Goal of the exercise:
Copy every line from the data below in which the string "AtomicUsize" can be found.

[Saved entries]

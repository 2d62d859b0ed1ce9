use crate::error::NotifyError;
use crate::ports;
use crate::types::group::GroupId;
use crate::types::push::DispatchReport;

use futures_util::future::BoxFuture;

pub mod credentials;
pub mod dispatcher;
pub mod payload;
pub mod resolver;
pub mod vapid;

pub use credentials::{ServiceAccount, ServiceAccountProvider, StaticKeyProvider};
pub use dispatcher::Dispatcher;
pub use resolver::{ResolvedDevice, SubscriberResolver};

pub const NO_DEVICES_MESSAGE: &str = "Nessun dispositivo trovato.";

#[derive(Debug, Clone, PartialEq, Eq)]
pub enum NotifyOutcome {
    NoDevices,
    Dispatched(DispatchReport),
}

/// Resolves a group, authorizes, and fans a message out to every device.
///
/// Lookup and credential failures end the request; delivery failures only
/// show up in the returned report.
#[derive(Debug, Clone)]
pub struct NotificationService<St, C, Tr, T> {
    resolver: SubscriberResolver<St>,
    credentials: C,
    dispatcher: Dispatcher<Tr, T>,
}

impl<St, C, Tr, T> NotificationService<St, C, Tr, T>
where
    St: ports::SubscriberStore,
    C: ports::CredentialProvider,
    Tr: ports::PushTransport,
    T: ports::TimeProvider,
{
    pub fn new(
        resolver: SubscriberResolver<St>,
        credentials: C,
        dispatcher: Dispatcher<Tr, T>,
    ) -> Self {
        Self {
            resolver,
            credentials,
            dispatcher,
        }
    }

    pub fn notify_group<'a>(
        &'a self,
        group_id: &'a GroupId,
        message: &'a str,
    ) -> BoxFuture<'a, Result<NotifyOutcome, NotifyError>> {
        Box::pin(async move {
            let devices = self.resolver.resolve(group_id).await?;
            if devices.is_empty() {
                tracing::info!(%group_id, "no devices registered for group");
                return Ok(NotifyOutcome::NoDevices);
            }

            let credential = self.credentials.credential().await?;
            let payload = payload::build_payload(message);
            let report = self.dispatcher.dispatch(&devices, &payload, &credential).await;
            Ok(NotifyOutcome::Dispatched(report))
        })
    }
}

#[cfg(test)]
#[allow(non_snake_case)]
mod tests {
    use super::*;
    use crate::adapters::memory::MemoryStore;
    use crate::error::CredentialError;
    use crate::ports::SubscriberStore;
    use crate::push::dispatcher::tests::{TestTime, TestTransport, vapid_credential};
    use crate::types::device::{DeviceEndpoint, WebPushSubscription};
    use crate::types::group::UserId;
    use crate::types::push::Credential;
    use std::sync::Arc;
    use std::sync::atomic::{AtomicUsize, Ordering};

    #[derive(Clone)]
    struct CountingCredentials {
        calls: Arc<AtomicUsize>,
        fail: bool,
    }

    impl ports::CredentialProvider for CountingCredentials {
        type Fut<'a>
            = std::future::Ready<Result<Credential, CredentialError>>
        where
            Self: 'a;

        fn credential<'a>(&'a self) -> Self::Fut<'a> {
            self.calls.fetch_add(1, Ordering::SeqCst);
            if self.fail {
                return std::future::ready(Err(CredentialError::Missing));
            }
            std::future::ready(Ok(vapid_credential()))
        }
    }

    fn service(
        store: MemoryStore,
        transport: TestTransport,
        fail_credentials: bool,
    ) -> (
        NotificationService<MemoryStore, CountingCredentials, TestTransport, TestTime>,
        Arc<AtomicUsize>,
    ) {
        let calls = Arc::new(AtomicUsize::new(0));
        let credentials = CountingCredentials {
            calls: Arc::clone(&calls),
            fail: fail_credentials,
        };
        let dispatcher = Dispatcher::new(
            transport,
            TestTime {
                timeouts_fire: false,
            },
            dispatcher::DEFAULT_SEND_TIMEOUT,
        );
        (
            NotificationService::new(SubscriberResolver::new(store), credentials, dispatcher),
            calls,
        )
    }

    async fn group_with_device(store: &MemoryStore) -> GroupId {
        let group = store.create_group("famiglia").await.expect("group");
        let anna = UserId::from("anna");
        store.upsert_membership(&group.id, &anna).await.expect("member");
        store
            .upsert_device(
                &anna,
                &DeviceEndpoint::WebPush(WebPushSubscription {
                    endpoint: "https://push.example/anna".to_string(),
                    p256dh: "p256".to_string(),
                    auth: "auth".to_string(),
                }),
            )
            .await
            .expect("device");
        group.id
    }

    #[tokio::test]
    async fn notify_group__should_skip_credentials_when_no_devices() {
        // Given
        let store = MemoryStore::default();
        let group = store.create_group("famiglia").await.expect("group");
        let (service, calls) = service(store, TestTransport::default(), false);

        // When
        let outcome = service
            .notify_group(&group.id, "Ciao")
            .await
            .expect("notify");

        // Then
        assert_eq!(outcome, NotifyOutcome::NoDevices);
        assert_eq!(calls.load(Ordering::SeqCst), 0);
    }

    #[tokio::test]
    async fn notify_group__should_dispatch_to_resolved_devices() {
        // Given
        let store = MemoryStore::default();
        let group_id = group_with_device(&store).await;
        let transport = TestTransport::default();
        let (service, calls) = service(store, transport.clone(), false);

        // When
        let outcome = service
            .notify_group(&group_id, "Ciao famiglia")
            .await
            .expect("notify");

        // Then
        let NotifyOutcome::Dispatched(report) = outcome else {
            panic!("expected dispatch");
        };
        assert_eq!(report.succeeded, 1);
        assert_eq!(calls.load(Ordering::SeqCst), 1);
        assert_eq!(transport.sent_endpoints(), vec!["https://push.example/anna"]);
    }

    #[tokio::test]
    async fn notify_group__should_stop_on_credential_failure() {
        // Given
        let store = MemoryStore::default();
        let group_id = group_with_device(&store).await;
        let transport = TestTransport::default();
        let (service, _) = service(store, transport.clone(), true);

        // When
        let result = service.notify_group(&group_id, "Ciao").await;

        // Then
        assert!(matches!(result, Err(NotifyError::Credential(_))));
        assert!(transport.sent_endpoints().is_empty());
    }
}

Answer to this task:
    use std::sync::atomic::{AtomicUsize, Ordering};
        calls: Arc<AtomicUsize>,
        Arc<AtomicUsize>,
        let calls = Arc::new(AtomicUsize::new(0));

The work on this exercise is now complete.